FT Alphaville also took up the theme of Eurobank financing stress, citing Morgan Stanley analyst Huw van Steenis, who points out that the 5 year CDS of Eurobanks are trading wider than they did in 2008... 
And the journalist from (Graham) Greeneland, John Dizard, also points that the system is close to going into a critical state
Not that there’s a European banking crisis just yet. We can see how close we are coming, though. As US money market funds cut back on their European exposures, even the best European banks have to fill the gap by borrowing euros short term from the ECB, and swapping those into dollars. Last week the cost of that process for large banks reached between 80 and 85 basis points. Measuring that against the 100 basis point penalty rate for the Federal Reserve dollar swap facility with the ECB, the system was about 15 or 20 one hundredths of 1 per cent away from a crisis.
Dizard also points out that the Eurozone isn’t prepared to enter into broad scale bank recapitalization programs; they’ll have to take place on a country by country basis.... 
Yet it does not appear that money market funds are all that sanguine. They’ve been pulling back from European banks for a while; the dry up of funding to medium-sized banks described in the IFR article is in part due to their newfound caution. 

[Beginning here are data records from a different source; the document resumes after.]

//! Weather phenomena parser
//!
//! Decomposes a phenomena group left to right: optional intensity or
//! proximity prefix, zero or more descriptor codes, zero or more phenomenon
//! codes. Code order is preserved because it is semantically meaningful
//! (`-SHRA` is a light shower of rain). A group with neither a descriptor
//! nor a phenomenon fails.

use crate::app::models::{Descriptor, Intensity, Phenomenon, WeatherPhenomenon};
use crate::constants::NO_SIGNIFICANT_WEATHER;
use crate::error::ComponentError;

/// Parse a weather phenomena token into a [`WeatherPhenomenon`] value
pub fn parse_phenomena(token: &str) -> Result<WeatherPhenomenon, ComponentError> {
    if token == NO_SIGNIFICANT_WEATHER {
        return Ok(WeatherPhenomenon::no_significant_weather());
    }

    let mut remaining = token;
    let mut intensity = Intensity::Moderate;

    if let Some(rest) = remaining.strip_prefix('+') {
        intensity = Intensity::Heavy;
        remaining = rest;
    } else if let Some(rest) = remaining.strip_prefix('-') {
        intensity = Intensity::Light;
        remaining = rest;
    }
    if let Some(rest) = remaining.strip_prefix("VC") {
        intensity = Intensity::Vicinity;
        remaining = rest;
    } else if let Some(rest) = remaining.strip_prefix("RE") {
        intensity = Intensity::Recent;
        remaining = rest;
    }

    let mut descriptors = Vec::new();
    while remaining.len() >= 2 {
        match Descriptor::from_code(&remaining[..2]) {
            Some(descriptor) => {
                descriptors.push(descriptor);
                remaining = &remaining[2..];
            }
            None => break,
        }
    }

    let mut phenomena = Vec::new();
    while remaining.len() >= 2 {
        match Phenomenon::from_code(&remaining[..2]) {
            Some(phenomenon) => {
                phenomena.push(phenomenon);
                remaining = &remaining[2..];
            }
            None => break,
        }
    }

    if !remaining.is_empty() {
        return Err(ComponentError::phenomenon(
            token,
            format!("unrecognized trailing code '{remaining}'"),
        ));
    }

    if descriptors.is_empty() && phenomena.is_empty() {
        return Err(ComponentError::phenomenon(
            token,
            "no descriptor or phenomenon codes present",
        ));
    }

    Ok(WeatherPhenomenon {
        intensity,
        descriptors,
        phenomena,
    })
}
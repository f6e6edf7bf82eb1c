//! Remarks section parser
//!
//! A second-pass dispatcher over the tokens following the `RMK` marker.
//! Remark tokens reuse prefixes the main body assigns unrelated meanings
//! (`1...` groups are six-hour temperatures here, not visibility), so the
//! remarks grammar table is kept fully separate from the body table.
//!
//! Remarks are best-effort: an unrecognized token becomes a
//! [`RemarkEntry::FreeText`] entry plus an unrecognized-token warning, never
//! a decode failure.

use once_cell::sync::Lazy;
use regex::Regex;

use crate::app::models::{RemarkEntry, SensorStatus};
use crate::app::services::tokenizer::RawToken;
use crate::error::{ComponentError, DecodeWarning};

/// Closed set of recognized remark kinds
#[derive(Debug, Clone, Copy, PartialEq, Eq)]
enum RemarkKind {
    AutomatedStation,
    SeaLevelPressureMissing,
    SeaLevelPressure,
    PreciseTemperature,
    PressureTendency,
    HourlyPrecipitation,
    SixHourPrecipitation,
    SixHourMaxTemperature,
    SixHourMinTemperature,
    TwentyFourHourTemperature,
    PeakWindMarker,
    WindShiftMarker,
    PressureRisingRapidly,
    PressureFallingRapidly,
    FrontalPassage,
    SensorStatus,
    Maintenance,
}

struct RemarkRule {
    kind: RemarkKind,
    pattern: Regex,
}

impl RemarkRule {
    fn new(kind: RemarkKind, pattern: &str) -> Self {
        Self {
            kind,
            pattern: Regex::new(pattern).expect("remark rule pattern"),
        }
    }
}

/// The remarks grammar, most specific rule first
static REMARK_RULES: Lazy<Vec<RemarkRule>> = Lazy::new(|| {
    vec![
        RemarkRule::new(RemarkKind::AutomatedStation, r"^AO[12]$"),
        RemarkRule::new(RemarkKind::SeaLevelPressureMissing, r"^SLPNO$"),
        RemarkRule::new(RemarkKind::SeaLevelPressure, r"^SLP\d{3}$"),
        RemarkRule::new(
            RemarkKind::PreciseTemperature,
            r"^T[01]\d{3}(?:[01]\d{3})?$",
        ),
        RemarkRule::new(RemarkKind::PressureTendency, r"^5[0-8]\d{3}$"),
        RemarkRule::new(RemarkKind::HourlyPrecipitation, r"^P\d{4}$"),
        RemarkRule::new(RemarkKind::SixHourPrecipitation, r"^6\d{4}$"),
        RemarkRule::new(RemarkKind::SixHourMaxTemperature, r"^1[01]\d{3}$"),
        RemarkRule::new(RemarkKind::SixHourMinTemperature, r"^2[01]\d{3}$"),
        RemarkRule::new(
            RemarkKind::TwentyFourHourTemperature,
            r"^4[01]\d{3}[01]\d{3}$",
        ),
        RemarkRule::new(RemarkKind::PeakWindMarker, r"^PK$"),
        RemarkRule::new(RemarkKind::WindShiftMarker, r"^WSHFT$"),
        RemarkRule::new(RemarkKind::PressureRisingRapidly, r"^PRESRR$"),
        RemarkRule::new(RemarkKind::PressureFallingRapidly, r"^PRESFR$"),
        RemarkRule::new(RemarkKind::FrontalPassage, r"^FROPA$"),
        RemarkRule::new(
            RemarkKind::SensorStatus,
            &format!("^(?:{})$", crate::constants::SENSOR_STATUS_CODES.join("|")),
        ),
        RemarkRule::new(RemarkKind::Maintenance, r"^\$$"),
    ]
});

static PEAK_WIND_VALUE: Lazy<Regex> =
    Lazy::new(|| Regex::new(r"^(\d{3})(\d{2,3})/(\d{2})?(\d{2})$").expect("peak wind pattern"));

static WIND_SHIFT_VALUE: Lazy<Regex> =
    Lazy::new(|| Regex::new(r"^(\d{2})?(\d{2})$").expect("wind shift pattern"));

fn classify_remark(token: &str) -> Option<RemarkKind> {
    REMARK_RULES
        .iter()
        .find(|rule| rule.pattern.is_match(token))
        .map(|rule| rule.kind)
}

/// Parse the token run following the `RMK` marker
pub fn parse_remarks(tokens: &[RawToken]) -> (Vec<RemarkEntry>, Vec<DecodeWarning>) {
    let mut entries = Vec::new();
    let mut warnings = Vec::new();
    let mut i = 0;

    while i < tokens.len() {
        let token = &tokens[i];
        let text = token.text.as_str();

        let Some(kind) = classify_remark(text) else {
            entries.push(RemarkEntry::FreeText {
                text: text.to_string(),
            });
            warnings.push(DecodeWarning::new(
                ComponentError::unrecognized(text),
                token.position,
            ));
            i += 1;
            continue;
        };

        match kind {
            RemarkKind::AutomatedStation => {
                entries.push(RemarkEntry::AutomatedStation {
                    precipitation_discriminator: text == "AO2",
                });
            }
            RemarkKind::SeaLevelPressureMissing => {
                entries.push(RemarkEntry::SeaLevelPressureMissing);
            }
            RemarkKind::SeaLevelPressure => {
                entries.push(decode_sea_level_pressure(text));
            }
            RemarkKind::PreciseTemperature => {
                entries.push(decode_precise_temperature(text));
            }
            RemarkKind::PressureTendency => {
                entries.push(decode_pressure_tendency(text));
            }
            RemarkKind::HourlyPrecipitation => {
                entries.push(RemarkEntry::HourlyPrecipitation {
                    inches: hundredths(&text[1..]),
                });
            }
            RemarkKind::SixHourPrecipitation => {
                entries.push(RemarkEntry::SixHourPrecipitation {
                    inches: hundredths(&text[1..]),
                });
            }
            RemarkKind::SixHourMaxTemperature => {
                entries.push(RemarkEntry::SixHourMaxTemperature {
                    celsius: signed_tenths(&text[1..]),
                });
            }
            RemarkKind::SixHourMinTemperature => {
                entries.push(RemarkEntry::SixHourMinTemperature {
                    celsius: signed_tenths(&text[1..]),
                });
            }
            RemarkKind::TwentyFourHourTemperature => {
                entries.push(RemarkEntry::TwentyFourHourTemperature {
                    max_celsius: signed_tenths(&text[1..5]),
                    min_celsius: signed_tenths(&text[5..]),
                });
            }
            RemarkKind::PeakWindMarker => {
                // PK WND dddff(f)/(hh)mm spans three tokens.
                match decode_peak_wind(tokens, i) {
                    Some((entry, consumed)) => {
                        entries.push(entry);
                        i += consumed;
                        continue;
                    }
                    None => {
                        entries.push(RemarkEntry::FreeText {
                            text: text.to_string(),
                        });
                        warnings.push(DecodeWarning::new(
                            ComponentError::unrecognized(text),
                            token.position,
                        ));
                    }
                }
            }
            RemarkKind::WindShiftMarker => match decode_wind_shift(tokens, i) {
                Some((entry, consumed)) => {
                    entries.push(entry);
                    i += consumed;
                    continue;
                }
                None => {
                    entries.push(RemarkEntry::FreeText {
                        text: text.to_string(),
                    });
                    warnings.push(DecodeWarning::new(
                        ComponentError::unrecognized(text),
                        token.position,
                    ));
                }
            },
            RemarkKind::PressureRisingRapidly => {
                entries.push(RemarkEntry::PressureRisingRapidly);
            }
            RemarkKind::PressureFallingRapidly => {
                entries.push(RemarkEntry::PressureFallingRapidly);
            }
            RemarkKind::FrontalPassage => {
                entries.push(RemarkEntry::FrontalPassage);
            }
            RemarkKind::SensorStatus => {
                if let Some(sensor) = SensorStatus::from_code(text) {
                    entries.push(RemarkEntry::SensorStatus { sensor });
                }
            }
            RemarkKind::Maintenance => {
                entries.push(RemarkEntry::MaintenanceRequired);
            }
        }
        i += 1;
    }

    (entries, warnings)
}

/// `SLPxxx`: tenths of hPa above 1000 (values >= 500 read as 900-prefixed)
fn decode_sea_level_pressure(token: &str) -> RemarkEntry {
    let tenths: f64 = token[3..].parse().unwrap_or(0.0);
    let hpa = if tenths < 500.0 {
        1000.0 + tenths / 10.0
    } else {
        900.0 + tenths / 10.0
    };
    RemarkEntry::SeaLevelPressure { hpa }
}

/// `TsTTTsTTT`: temperature (and optional dewpoint) to tenths of a degree
fn decode_precise_temperature(token: &str) -> RemarkEntry {
    let temperature = signed_tenths(&token[1..5]);
    let dewpoint = if token.len() == 9 {
        Some(signed_tenths(&token[5..]))
    } else {
        None
    };
    RemarkEntry::PreciseTemperature {
        temperature,
        dewpoint,
    }
}

/// `5appp`: tendency characteristic plus change in tenths of hPa
fn decode_pressure_tendency(token: &str) -> RemarkEntry {
    let characteristic: u8 = token[1..2].parse().unwrap_or(0);
    let change_hpa: f64 = token[2..].parse::<f64>().unwrap_or(0.0) / 10.0;
    RemarkEntry::PressureTendency {
        characteristic,
        change_hpa,
    }
}

fn decode_peak_wind(tokens: &[RawToken], start: usize) -> Option<(RemarkEntry, usize)> {
    if tokens.get(start + 1).map(|t| t.text.as_str()) != Some("WND") {
        return None;
    }
    let value = tokens.get(start + 2)?;
    let caps = PEAK_WIND_VALUE.captures(&value.text)?;

    let direction: u16 = caps[1].parse().ok()?;
    let speed: u16 = caps[2].parse().ok()?;
    let hour: Option<u8> = caps.get(3).and_then(|h| h.as_str().parse().ok());
    let minute: u8 = caps[4].parse().ok()?;

    Some((
        RemarkEntry::PeakWind {
            direction,
            speed,
            hour,
            minute,
        },
        3,
    ))
}

fn decode_wind_shift(tokens: &[RawToken], start: usize) -> Option<(RemarkEntry, usize)> {
    let value = tokens.get(start + 1)?;
    let caps = WIND_SHIFT_VALUE.captures(&value.text)?;

    let hour: Option<u8> = caps.get(1).and_then(|h| h.as_str().parse().ok());
    let minute: u8 = caps[2].parse().ok()?;

    Some((RemarkEntry::WindShift { hour, minute }, 2))
}

/// Four digits read as hundredths (precipitation amounts)
fn hundredths(digits: &str) -> f64 {
    digits.parse::<f64>().unwrap_or(0.0) / 100.0
}

/// Sign digit (1 = negative) plus three digits of tenths
fn signed_tenths(digits: &str) -> f64 {
    let sign = if digits.starts_with('1') { -1.0 } else { 1.0 };
    sign * digits[1..].parse::<f64>().unwrap_or(0.0) / 10.0
}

In a separate post, she summarizes the policies that were put in place to give banks a chance to address their solvency problems.  These policies lead brought us the Great Reprieve.
The bank is in many ways a victim of the Geithner stress test/extend and pretend charade. BofA and Citi were on the verge of failure in early 2009, and the powers that be chose to go easy on them and rely on cheerleading, regulatory forbearance, super low interest rates to provide easy, low risk profits, and some capital raising. The problem is that everyone drank the Kool Aid and BofA didn’t take aggressive enough action, either on boosting its equity or shrinking its balance sheet, when times were better.
The same was true of the European banks.

Your humble blogger would add one more to the list of aggressive actions that the banks should have taken:  disclosure to all market participants of all the useful, relevant information in an appropriate, timely manner.  This is current asset and liability-level data for banks.

The result of not taking this last action is that Eurobanks are now back in the position where nobody knows who is solvent and who is insolvent.  Hence, the bank run as it is better to get your money out sooner.